SEBI directs MCX-SX to strengthen governance, else face de-recognition

K. Raghavendra Rao Mumbai | Updated on March 12, 2018 Published on September 12, 2013


MCX-SX and its clearing corporation MCX-SX CCL have to appoint a five-member committee to strengthen their corporate governance as a condition for renewal of recognition for one year starting September 16, 2013, capital market regulator SEBI has said.

Non-compliance with its directions and any adverse findings by any other regulator may result in de-recognition, it had cautioned late on Wednesday.

NSEL payment crisis

The directions are significant due to the fact that Financial Technologies, one of the promoters of MCX-SX, is embroiled in a payment crisis related to its subsidiary National Spot Exchange Ltd (NSEL) and SEBI’s conditional grant of recognition is seen as a measure to prevent recurrence of the crisis in MCX-SX.

5-member panel

The committee has to be constituted within two days of renewal of recognition and will consist of two public interest directors and three nominees from institutional investors in MCX-SX, said the directive.

The committee will advise the exchange’s board on all policy matters. It will oversee the financial transactions related to investment, lending and borrowing of funds and related party transactions.

The panel will also have a say in the appointment of key management personnel; all facility/infrastructure sharing arrangements and all major capital expenditure.

MCX-SX CCL, a subsidiary of MCX-SX also has to constitute a committee on the same lines. The committee shall oversee the clearing and settlement functions in addition to those listed above.

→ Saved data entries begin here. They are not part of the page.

use std::sync::Arc;

use anyhow::Result;
use tracing::{error, info, warn};
use uuid::Uuid;

use crate::domain::entities::enrollments::UpsertEnrollmentEntity;
use crate::domain::entities::products::ProductEntity;
use crate::domain::repositories::enrollments::EnrollmentRepository;
use crate::domain::repositories::products::ProductRepository;
use crate::domain::repositories::users::UserRepository;
use crate::domain::value_objects::enums::entitlement_items::{EntitlementItemType, GrantSource};
use crate::domain::value_objects::enums::product_types::ProductType;

/// Grants and revokes downstream access derived from purchases and active
/// subscriptions. Upserts are keyed on (user, course) so repeated grants
/// leave exactly one active enrollment row, and revocation flips the
/// is_active flag instead of deleting.
pub struct EntitlementGrantor<P, En, U>
where
    P: ProductRepository + Send + Sync + 'static,
    En: EnrollmentRepository + Send + Sync + 'static,
    U: UserRepository + Send + Sync + 'static,
{
    product_repo: Arc<P>,
    enrollment_repo: Arc<En>,
    user_repo: Arc<U>,
}

impl<P, En, U> EntitlementGrantor<P, En, U>
where
    P: ProductRepository + Send + Sync + 'static,
    En: EnrollmentRepository + Send + Sync + 'static,
    U: UserRepository + Send + Sync + 'static,
{
    pub fn new(product_repo: Arc<P>, enrollment_repo: Arc<En>, user_repo: Arc<U>) -> Self {
        Self {
            product_repo,
            enrollment_repo,
            user_repo,
        }
    }

    /// Resolves the product's bundle into concrete course ids: direct
    /// courses, course groups expanded to members, and product aliases
    /// expanded one level through their own bundles.
    pub async fn resolve_course_ids(&self, product_id: Uuid) -> Result<Vec<Uuid>> {
        let mut course_ids = Vec::new();

        for item in self.product_repo.list_bundle_items(product_id).await? {
            match EntitlementItemType::from_str(&item.item_type) {
                EntitlementItemType::Course => course_ids.push(item.item_id),
                EntitlementItemType::CourseGroup => {
                    course_ids.extend(self.product_repo.list_group_courses(item.item_id).await?);
                }
                EntitlementItemType::Product => {
                    for nested in self.product_repo.list_bundle_items(item.item_id).await? {
                        match EntitlementItemType::from_str(&nested.item_type) {
                            EntitlementItemType::Course => course_ids.push(nested.item_id),
                            EntitlementItemType::CourseGroup => {
                                course_ids.extend(
                                    self.product_repo.list_group_courses(nested.item_id).await?,
                                );
                            }
                            // One level of aliasing is all the catalog uses.
                            EntitlementItemType::Product => {
                                warn!(
                                    product_id = %item.item_id,
                                    nested_product_id = %nested.item_id,
                                    "entitlements: skipping doubly-nested product alias"
                                );
                            }
                        }
                    }
                }
            }
        }

        course_ids.sort();
        course_ids.dedup();
        Ok(course_ids)
    }

    /// Grants every entitlement the product confers. Partial failures are
    /// logged and skipped, never propagated: payment success must not be
    /// undone by a downstream grant failure, and the next reconciliation
    /// pass retries the upsert.
    pub async fn grant(
        &self,
        user_id: Uuid,
        product: &ProductEntity,
        source: GrantSource,
        source_id: Uuid,
    ) -> Result<Vec<Uuid>> {
        let course_ids = self.resolve_course_ids(product.id).await?;

        let mut granted = Vec::with_capacity(course_ids.len());
        for course_id in course_ids {
            let upsert = UpsertEnrollmentEntity {
                user_id,
                course_id,
                source: source.to_string(),
                source_id: Some(source_id),
                is_active: true,
            };
            match self.enrollment_repo.upsert_enrollment(upsert).await {
                Ok(()) => granted.push(course_id),
                Err(err) => {
                    error!(
                        %user_id,
                        %course_id,
                        error = ?err,
                        "entitlements: enrollment upsert failed, will retry on next pass"
                    );
                }
            }
        }

        if ProductType::from_str(&product.product_type) == ProductType::Membership {
            if let Err(err) = self.user_repo.set_premium(user_id, true).await {
                error!(%user_id, error = ?err, "entitlements: failed to set premium flag");
            }
        }

        info!(
            %user_id,
            product_id = %product.id,
            granted = granted.len(),
            source = %source,
            "entitlements: grants applied"
        );

        Ok(granted)
    }

    /// Revoke path for full refunds and subscription cancellations: flips
    /// is_active=false so a later re-purchase reactivates via upsert.
    pub async fn revoke(
        &self,
        user_id: Option<Uuid>,
        product: &ProductEntity,
        source_id: Uuid,
    ) -> Result<usize> {
        let revoked = self.enrollment_repo.deactivate_for_source(source_id).await?;

        if ProductType::from_str(&product.product_type) == ProductType::Membership {
            if let Some(user_id) = user_id {
                if let Err(err) = self.user_repo.set_premium(user_id, false).await {
                    error!(%user_id, error = ?err, "entitlements: failed to clear premium flag");
                }
            }
        }

        info!(
            source_id = %source_id,
            revoked,
            "entitlements: grants revoked"
        );

        Ok(revoked)
    }
}

#[cfg(test)]
mod tests {
    use super::*;
    use crate::domain::entities::products::ProductItemEntity;
    use crate::domain::repositories::enrollments::MockEnrollmentRepository;
    use crate::domain::repositories::products::MockProductRepository;
    use crate::domain::repositories::users::MockUserRepository;
    use chrono::Utc;
    use mockall::predicate::eq;

    fn product(product_type: &str) -> ProductEntity {
        ProductEntity {
            id: Uuid::new_v4(),
            name: "Bundle".to_string(),
            product_type: product_type.to_string(),
            base_amount_minor: 5000,
            base_currency: "USD".to_string(),
            billing_interval: None,
            trial_enabled: false,
            trial_days: 0,
            trial_amount_minor: 0,
            min_amount_minor: None,
            max_amount_minor: None,
            suggested_amount_minor: None,
            is_active: true,
            created_at: Utc::now(),
        }
    }

    fn item(product_id: Uuid, item_id: Uuid, item_type: &str) -> ProductItemEntity {
        ProductItemEntity {
            id: 0,
            product_id,
            item_id,
            item_type: item_type.to_string(),
        }
    }

    #[tokio::test]
    async fn expands_course_groups_into_member_courses() {
        let product = product("one_time");
        let product_id = product.id;
        let group_id = Uuid::new_v4();
        let direct_course = Uuid::new_v4();
        let group_courses = vec![Uuid::new_v4(), Uuid::new_v4()];

        let mut product_repo = MockProductRepository::new();
        let items = vec![
            item(product_id, direct_course, "course"),
            item(product_id, group_id, "course_group"),
        ];
        product_repo
            .expect_list_bundle_items()
            .with(eq(product_id))
            .returning(move |_| {
                let items = items.clone();
                Box::pin(async move { Ok(items) })
            });
        let expanded = group_courses.clone();
        product_repo
            .expect_list_group_courses()
            .with(eq(group_id))
            .returning(move |_| {
                let expanded = expanded.clone();
                Box::pin(async move { Ok(expanded) })
            });

        let grantor = EntitlementGrantor::new(
            Arc::new(product_repo),
            Arc::new(MockEnrollmentRepository::new()),
            Arc::new(MockUserRepository::new()),
        );

        let mut resolved = grantor.resolve_course_ids(product_id).await.unwrap();
        resolved.sort();
        let mut expected = vec![direct_course, group_courses[0], group_courses[1]];
        expected.sort();
        assert_eq!(resolved, expected);
    }

    #[tokio::test]
    async fn partial_upsert_failure_never_fails_the_grant() {
        let product = product("one_time");
        let product_id = product.id;
        let course_ok = Uuid::new_v4();
        let course_broken = Uuid::new_v4();
        let user_id = Uuid::new_v4();

        let mut product_repo = MockProductRepository::new();
        let items = vec![
            item(product_id, course_ok, "course"),
            item(product_id, course_broken, "course"),
        ];
        product_repo.expect_list_bundle_items().returning(move |_| {
            let items = items.clone();
            Box::pin(async move { Ok(items) })
        });

        let mut enrollment_repo = MockEnrollmentRepository::new();
        enrollment_repo
            .expect_upsert_enrollment()
            .returning(move |upsert| {
                let broken = upsert.course_id == course_broken;
                Box::pin(async move {
                    if broken {
                        Err(anyhow::anyhow!("enrollment table unavailable"))
                    } else {
                        Ok(())
                    }
                })
            });

        let grantor = EntitlementGrantor::new(
            Arc::new(product_repo),
            Arc::new(enrollment_repo),
            Arc::new(MockUserRepository::new()),
        );

        let granted = grantor
            .grant(user_id, &product, GrantSource::Purchase, Uuid::new_v4())
            .await
            .unwrap();

        assert_eq!(granted, vec![course_ok]);
    }

    #[tokio::test]
    async fn membership_grant_sets_premium_flag() {
        let product = product("membership");
        let user_id = Uuid::new_v4();

        let mut product_repo = MockProductRepository::new();
        product_repo
            .expect_list_bundle_items()
            .returning(|_| Box::pin(async { Ok(vec![]) }));

        let mut user_repo = MockUserRepository::new();
        user_repo
            .expect_set_premium()
            .with(eq(user_id), eq(true))
            .times(1)
            .returning(|_, _| Box::pin(async { Ok(()) }));

        let grantor = EntitlementGrantor::new(
            Arc::new(product_repo),
            Arc::new(MockEnrollmentRepository::new()),
            Arc::new(user_repo),
        );

        grantor
            .grant(user_id, &product, GrantSource::Subscription, Uuid::new_v4())
            .await
            .unwrap();
    }

    #[tokio::test]
    async fn revoke_deactivates_by_source() {
        let product = product("one_time");
        let source_id = Uuid::new_v4();

        let mut enrollment_repo = MockEnrollmentRepository::new();
        enrollment_repo
            .expect_deactivate_for_source()
            .with(eq(source_id))
            .times(1)
            .returning(|_| Box::pin(async { Ok(3) }));

        let grantor = EntitlementGrantor::new(
            Arc::new(MockProductRepository::new()),
            Arc::new(enrollment_repo),
            Arc::new(MockUserRepository::new()),
        );

        let revoked = grantor.revoke(None, &product, source_id).await.unwrap();
        assert_eq!(revoked, 3);
    }
}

Scrutiny on conflict of interest

To further secure the management of the exchange and clearing corporation, SEBI has directed the shareholders of MCX-SX and MCX-SX CCL to examine the conflict of interest and compliance with Stock Exchanges and Clearing Corporations Regulations (SECC Regulations) 2012.

The scrutiny on conflict of interest pertains to the directors and key management personnel including managing director.

The shareholders then have to take appropriate action including reconstitution of board, reappointment of any key management personnel and report to SEBI within 30 days from the date of renewal of recognition.